EÖTVÖS Alhambra Concerto STRAVINSKY Le sacre du printemps (Isabelle Faust)

Record and Artist Details

Genre:

Orchestral

Label: Harmonia Mundi

Media Format: CD or Download

Media Runtime: 58

Mastering:

DDD

Catalogue Number: HMM90 2655

HMM90 2655. EÖTVÖS Alhambra Concerto STRAVINSKY Le sacre du printemps (Isabelle Faust)

Tracks:

Composition Artist Credit
(The) Rite of Spring, '(Le) sacre du printemps' Igor Stravinsky, Composer
Isabelle Faust, Violin
Orchestre de Paris
Pablo Heras-Casado, Conductor
Alhambra Concerto Peter Eötvös, Composer
Isabelle Faust, Violin
Orchestre de Paris
Pablo Heras-Casado, Conductor

There are many points of contact between Peter Eötvös’s Third Violin Concerto Alhambra (here receiving its premiere recording) and Stravinsky’s The Rite of Spring: the juxtaposition of mysticism and physicality, the long-breathed and the animated, the exotic and the balletic.

The Alhambra Palace is front and centre the motivating image of Eötvös’s piece – the fusion of Spanish and Arabic influences, the location and historical resonances – but beyond the musical cryptograms so beloved of Eötvös and in this instance derived from A-L-H-A-M-B-R-A and indeed the names of the works dedicatees, Isabelle Faust and Pablo Heras-Casado, it’s the ear-catching colour and light that draws one in, the shimmer and exclamatory punctuations of percussion, the sinuous and enticing solo lines permeated as they are with curvaceous arabesques. Eötvös is a painterly composer and in that regard its ‘Frenchness’ is inescapable. Poulenc might have shadowed the solo violin with mandolin, as Eötvös does here, and the Orchestre de Paris clearly recognise kinship when they see and hear it.

It’s that seductively French quality that Heras-Casado and the orchestra point up so provocatively as the tropical flora of The Rite’s Introduction are, as it were, ‘revealed’. There is much beauty in the fabulous constellation of winds winding and intertwining like a time-lapse film of evolving plant life. Ritualistically, spiritually, Heras-Casado is ‘in the zone’ here. The ‘Mystical circles of the young girls’ and ‘Ritual of the ancestors’ convey a mysticism out of time and space. The still-centred moments of this performance are the moments in which you stop and take note.

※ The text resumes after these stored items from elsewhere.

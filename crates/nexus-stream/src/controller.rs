//! # Stream Controller
//!
//! Runs long-lived `requested` events as streaming sessions.
//!
//! ```text
//! start(request) ──► [permit] ──► *:started ──► session task
//!                                                 │
//!                     ┌───────────────────────────┤ select!
//!                     │ handler task (JoinHandle) │ cancel token
//!                     │ heartbeat tick            │ deadline
//!                     └───────────────────────────┘
//!                                 │
//!                      exactly one *:success | *:failed
//! ```
//!
//! The handler runs in its own task so a panic surfaces as a `JoinError`
//! instead of tearing down the session task. Every session holds one
//! semaphore permit; when none is left `start` fails with `Busy`.

use crate::config::StreamConfig;
use crate::emitter::ChunkEmitter;
use crate::session::{SessionInfo, SessionPhase, StreamSession};
use async_trait::async_trait;
use dashmap::mapref::entry::Entry;
use dashmap::DashMap;
use nexus_telemetry::{log_event, STREAM_OUTCOMES, STREAM_REJECTED, STREAM_SESSIONS_ACTIVE};
use nexus_types::payload::to_payload;
use nexus_types::{
    panic_message, EventCatalog, EventEnvelope, EventSink, EventState, Failure, NexusError,
    STREAMING_MARKER,
};
use serde::Serialize;
use serde_json::{json, Value};
use std::collections::HashMap;
use std::future::Future;
use std::sync::atomic::{AtomicU64, Ordering};
use std::sync::Arc;
use tokio::sync::{OwnedSemaphorePermit, Semaphore};
use tokio::time::{Instant, MissedTickBehavior};
use tokio_util::sync::CancellationToken;
use tokio_util::task::TaskTracker;
use tracing::{debug, info};
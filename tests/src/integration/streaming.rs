//! # Streaming Sessions
//!
//! `requested` → `started` → `stream`* → `success` | `failed`, driven from
//! a client message all the way to the client's delivery sink.

use super::support::{client_request, eventually, node, test_config, Recorder};
use nexus_gateway::ConnectionContext;
use nexus_types::{Failure, FailureReason, StreamChunk};
use serde_json::json;

fn lifecycle(recorder: &Recorder, correlation_id: &str) -> Vec<String> {
    recorder
        .correlated(correlation_id)
        .iter()
        .map(|e| e.event_type.to_string())
        .collect()
}

#[tokio::test]
async fn test_state_stream_runs_to_completion() {
    let node = node(test_config("stream")).await;
    node.store
        .seed("42", json!({"title": "X"}).as_object().unwrap().clone())
        .unwrap();
    let client = Recorder::new();
    let ctx = ConnectionContext::new("42", "u1");
    let _conn = node.gateway.connect(ctx.clone(), client.clone()).unwrap();

    let ack = node
        .gateway
        .ingest(
            &client_request(
                "campaign:stream_state:v1:requested",
                json!({"duration_ms": 300, "interval_ms": 50}),
            ),
            &ctx,
        )
        .await
        .unwrap();

    let success = client.wait_for("campaign:stream_state:v1:success").await;
    assert_eq!(success.correlation_id, ack.correlation_id);
    // Unchanged state is emitted once.
    assert_eq!(success.payload["snapshots"], json!(1));

    let types = lifecycle(&client, &ack.correlation_id);
    assert_eq!(types.first().map(String::as_str), Some("campaign:stream_state:v1:started"));
    assert_eq!(types.last().map(String::as_str), Some("campaign:stream_state:v1:success"));

    let chunk = client
        .correlated(&ack.correlation_id)
        .into_iter()
        .find(|e| e.event_type.to_string() == "campaign:stream_state:v1:stream")
        .unwrap();
    let chunk: StreamChunk = chunk.decode_payload().unwrap();
    assert_eq!(chunk.sequence, 1);
    assert_eq!(chunk.data["state"]["title"], json!("X"));

    eventually("session released", || node.streams.active_count() == 0).await;
    node.shutdown().await;
}

#[tokio::test]
async fn test_state_stream_follows_updates() {
    let node = node(test_config("stream-updates")).await;
    let client = Recorder::new();
    let ctx = ConnectionContext::new("42", "u1");
    let _conn = node.gateway.connect(ctx.clone(), client.clone()).unwrap();

    let ack = node
        .gateway
        .ingest(
            &client_request(
                "campaign:stream_state:v1:requested",
                json!({"duration_ms": 2000, "interval_ms": 20}),
            ),
            &ctx,
        )
        .await
        .unwrap();
    client.wait_for("campaign:stream_state:v1:stream").await;

    node.gateway
        .ingest(&client_request("campaign:update:v1:requested", json!({"title": "Y"})), &ctx)
        .await
        .unwrap();

    eventually("updated snapshot streamed", || {
        client
            .correlated(&ack.correlation_id)
            .iter()
            .filter_map(|e| e.decode_payload::<StreamChunk>().ok())
            .any(|c| c.data["state"]["title"] == json!("Y"))
    })
    .await;

    assert!(node.streams.cancel(&ack.event_id));
    node.shutdown().await;
}

#[tokio::test]
async fn test_busy_and_cancel() {
    let mut config = test_config("stream-busy");
    config.stream.max_sessions = 1;
    let node = node(config).await;
    let client = Recorder::new();
    let ctx = ConnectionContext::new("42", "u1");
    let _conn = node.gateway.connect(ctx.clone(), client.clone()).unwrap();

    let long = node
        .gateway
        .ingest(
            &client_request("campaign:stream_analytics:v1:requested", json!({"interval_ms": 50})),
            &ctx,
        )
        .await
        .unwrap();
    eventually("first session running", || node.streams.active_count() == 1).await;

    let rejected = node
        .gateway
        .ingest(&client_request("campaign:stream_state:v1:requested", json!({})), &ctx)
        .await
        .unwrap();
    eventually("busy reply", || {
        lifecycle(&client, &rejected.correlation_id).contains(&"campaign:stream_state:v1:failed".to_string())
    })
    .await;
    let failed = client.correlated(&rejected.correlation_id).pop().unwrap();
    let failure: Failure = failed.decode_payload().unwrap();
    assert_eq!(failure.reason, FailureReason::Busy);

    assert!(node.streams.cancel(&long.event_id));
    eventually("cancelled reply", || {
        lifecycle(&client, &long.correlation_id)
            .last()
            .is_some_and(|t| t == "campaign:stream_analytics:v1:failed")
    })
    .await;
    let failed = client.correlated(&long.correlation_id).pop().unwrap();
    let failure: Failure = failed.decode_payload().unwrap();
    assert_eq!(failure.reason, FailureReason::Cancelled);

    eventually("slot released", || node.streams.active_count() == 0).await;
    assert!(!node.streams.cancel(&long.event_id));
    node.shutdown().await;
}

#[tokio::test]
async fn test_shutdown_cancels_sessions() {
    let node = node(test_config("stream-shutdown")).await;
    let client = Recorder::new();
    let ctx = ConnectionContext::new("42", "u1");
    let _conn = node.gateway.connect(ctx.clone(), client.clone()).unwrap();

    node.gateway
        .ingest(
            &client_request("campaign:stream_analytics:v1:requested", json!({"interval_ms": 50})),
            &ctx,
        )
        .await
        .unwrap();
    eventually("session running", || node.streams.active_count() == 1).await;

    node.streams.shutdown().await;
    assert_eq!(node.streams.active_count(), 0);
    node.shutdown().await;
}
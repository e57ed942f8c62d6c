//! # Event Envelope
//!
//! The transport-agnostic message unit moving through the bus.
//!
//! ## Wire Format
//!
//! ```json
//! {
//!   "event_id": "0191c1b6-...",
//!   "event_type": "campaign:update:v1:requested",
//!   "correlation_id": "0191c1b6-...",
//!   "entity_id": "42",
//!   "payload": { "patch": { "title": "X" } },
//!   "metadata": { "actor_id": "u1", "partial": false, "timestamp": "2024-01-01T00:00:00Z" }
//! }
//! ```
//!
//! Event ids are UUIDv7: unique and time-ordered, so ids generated by one
//! producer sort in emission order.

use crate::errors::NexusError;
use crate::event_type::{EventState, EventType};
use chrono::{DateTime, Utc};
use serde::de::DeserializeOwned;
use serde::{Deserialize, Serialize};
use serde_json::{Map, Value};
use uuid::Uuid;

/// Generate a new time-ordered event id.
#[must_use]
pub fn new_event_id() -> String {
    Uuid::now_v7().to_string()
}

/// Structured context attached to every envelope.
#[derive(Debug, Clone, PartialEq, Serialize, Deserialize)]
pub struct EventMetadata {
    #[serde(default, skip_serializing_if = "Option::is_none")]
    pub actor_id: Option<String>,

    #[serde(default, skip_serializing_if = "Option::is_none")]
    pub session_id: Option<String>,

    #[serde(default, skip_serializing_if = "Option::is_none")]
    pub device_id: Option<String>,

    #[serde(default, skip_serializing_if = "Option::is_none")]
    pub source: Option<String>,

    /// The payload is a partial update rather than a full document.
    #[serde(default)]
    pub partial: bool,

    #[serde(default = "Utc::now")]
    pub timestamp: DateTime<Utc>,

    /// Bus instance that first published this envelope. Used for loop prevention.
    #[serde(default, skip_serializing_if = "Option::is_none")]
    pub origin_instance: Option<String>,

    /// Anything else the producer attached.
    #[serde(flatten)]
    pub extra: Map<String, Value>,
}

impl Default for EventMetadata {
    fn default() -> Self {
        Self {
            actor_id: None,
            session_id: None,
            device_id: None,
            source: None,
            partial: false,
            timestamp: Utc::now(),
            origin_instance: None,
            extra: Map::new(),
        }
    }
}

/// The canonical event message.
#[derive(Debug, Clone, PartialEq, Serialize, Deserialize)]
pub struct EventEnvelope {
    pub event_id: String,
    pub event_type: EventType,
    pub correlation_id: String,
    #[serde(default, skip_serializing_if = "Option::is_none")]
    pub entity_id: Option<String>,
    #[serde(default, skip_serializing_if = "Option::is_none")]
    pub entity_type: Option<String>,
    #[serde(default = "empty_object")]
    pub payload: Value,
    #[serde(default)]
    pub metadata: EventMetadata,
}

fn empty_object() -> Value {
    Value::Object(Map::new())
}

/// Lenient shape used to tell malformed JSON apart from a bad event type.
#[derive(Debug, Deserialize)]
struct WireEnvelope {
    #[serde(default)]
    event_id: Option<String>,
    #[serde(default)]
    event_type: Option<String>,
    #[serde(default)]
    correlation_id: Option<String>,
    #[serde(default)]
    entity_id: Option<String>,
    #[serde(default)]
    entity_type: Option<String>,
    #[serde(default)]
    payload: Option<Value>,
    #[serde(default)]
    metadata: Option<Value>,
}

impl EventEnvelope {
    /// Create an envelope with a fresh id. The correlation id starts equal to the event id.
    #[must_use]
    pub fn new(event_type: EventType, payload: Value) -> Self {
        let event_id = new_event_id();
        Self {
            correlation_id: event_id.clone(),
            event_id,
            event_type,
            entity_id: None,
            entity_type: None,
            payload,
            metadata: EventMetadata::default(),
        }
    }

    #[must_use]
    pub fn with_entity(mut self, entity_id: impl Into<String>) -> Self {
        self.entity_id = Some(entity_id.into());
        self
    }

    #[must_use]
    pub fn with_entity_type(mut self, entity_type: impl Into<String>) -> Self {
        self.entity_type = Some(entity_type.into());
        self
    }

    #[must_use]
    pub fn with_correlation(mut self, correlation_id: impl Into<String>) -> Self {
        self.correlation_id = correlation_id.into();
        self
    }

    #[must_use]
    pub fn with_actor(mut self, actor_id: impl Into<String>) -> Self {
        self.metadata.actor_id = Some(actor_id.into());
        self
    }

    #[must_use]
    pub fn with_event_id(mut self, event_id: impl Into<String>) -> Self {
        self.event_id = event_id.into();
        self
    }

    /// Derive a sibling event in the same lifecycle: same service, action,
    /// version, correlation and entity; new id, new state, new payload.
    #[must_use]
    pub fn reply(&self, state: EventState, payload: Value) -> Self {
        Self {
            event_id: new_event_id(),
            event_type: self.event_type.with_state(state),
            correlation_id: self.correlation_id.clone(),
            entity_id: self.entity_id.clone(),
            entity_type: self.entity_type.clone(),
            payload,
            metadata: EventMetadata {
                actor_id: self.metadata.actor_id.clone(),
                session_id: self.metadata.session_id.clone(),
                device_id: self.metadata.device_id.clone(),
                source: self.metadata.source.clone(),
                ..EventMetadata::default()
            },
        }
    }

    /// `service:action` topic of this event.
    #[must_use]
    pub fn topic(&self) -> String {
        self.event_type.topic()
    }

    #[must_use]
    pub fn state(&self) -> EventState {
        self.event_type.state()
    }

    /// Decode the payload into a typed view.
    pub fn decode_payload<T: DeserializeOwned>(&self) -> Result<T, NexusError> {
        Ok(serde_json::from_value(self.payload.clone())?)
    }

    /// Serialize to the JSON wire format.
    pub fn to_json(&self) -> Result<String, NexusError> {
        Ok(serde_json::to_string(self)?)
    }

    /// Parse from the JSON wire format.
    ///
    /// Missing `event_id` gets a fresh id, missing `correlation_id` falls back
    /// to the event id, missing payload becomes `{}`.
    ///
    /// # Errors
    ///
    /// - `Serialization` when the input is not a JSON object of the right shape
    /// - `InvalidEventType` when `event_type` is missing or violates the grammar
    pub fn from_json(raw: &str) -> Result<Self, NexusError> {
        let wire: WireEnvelope = serde_json::from_str(raw)?;

        let raw_type = wire
            .event_type
            .ok_or_else(|| NexusError::invalid_type("", "missing event_type"))?;
        let event_type = EventType::parse(&raw_type)?;

        let event_id = wire
            .event_id
            .filter(|id| !id.is_empty())
            .unwrap_or_else(new_event_id);
        let correlation_id = wire
            .correlation_id
            .filter(|id| !id.is_empty())
            .unwrap_or_else(|| event_id.clone());
        let metadata = match wire.metadata {
            Some(value) => serde_json::from_value(value)?,
            None => EventMetadata::default(),
        };

        Ok(Self {
            event_id,
            event_type,
            correlation_id,
            entity_id: wire.entity_id.filter(|id| !id.is_empty()),
            entity_type: wire.entity_type.filter(|t| !t.is_empty()),
            payload: wire.payload.unwrap_or_else(empty_object),
            metadata,
        })
    }
}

But the age-old problem with The Rite in this age of super-proficiency among orchestras is that it rarely sounds – and certainly not here – on the edge of possibility. The implicit shock and awe of Stravinsky’s tempo contrasts need to feel risky, and here, at almost every turn, they are a whisker away from that sensation. The savagery feels dialled down. Even as the ‘Dance of the Earth’ roars in like the flare of a meteor coming to ground, the precision of the Orchestre de Paris is possessed of a cleanness that precludes the edge-of-seat terror of derailment. I am trying to remember when I last felt that in this piece.

But the Eötvös is well worth basking in. The Rite may be muted and in no way a best-in-field ‘library’ choice but it definitely has a point of view.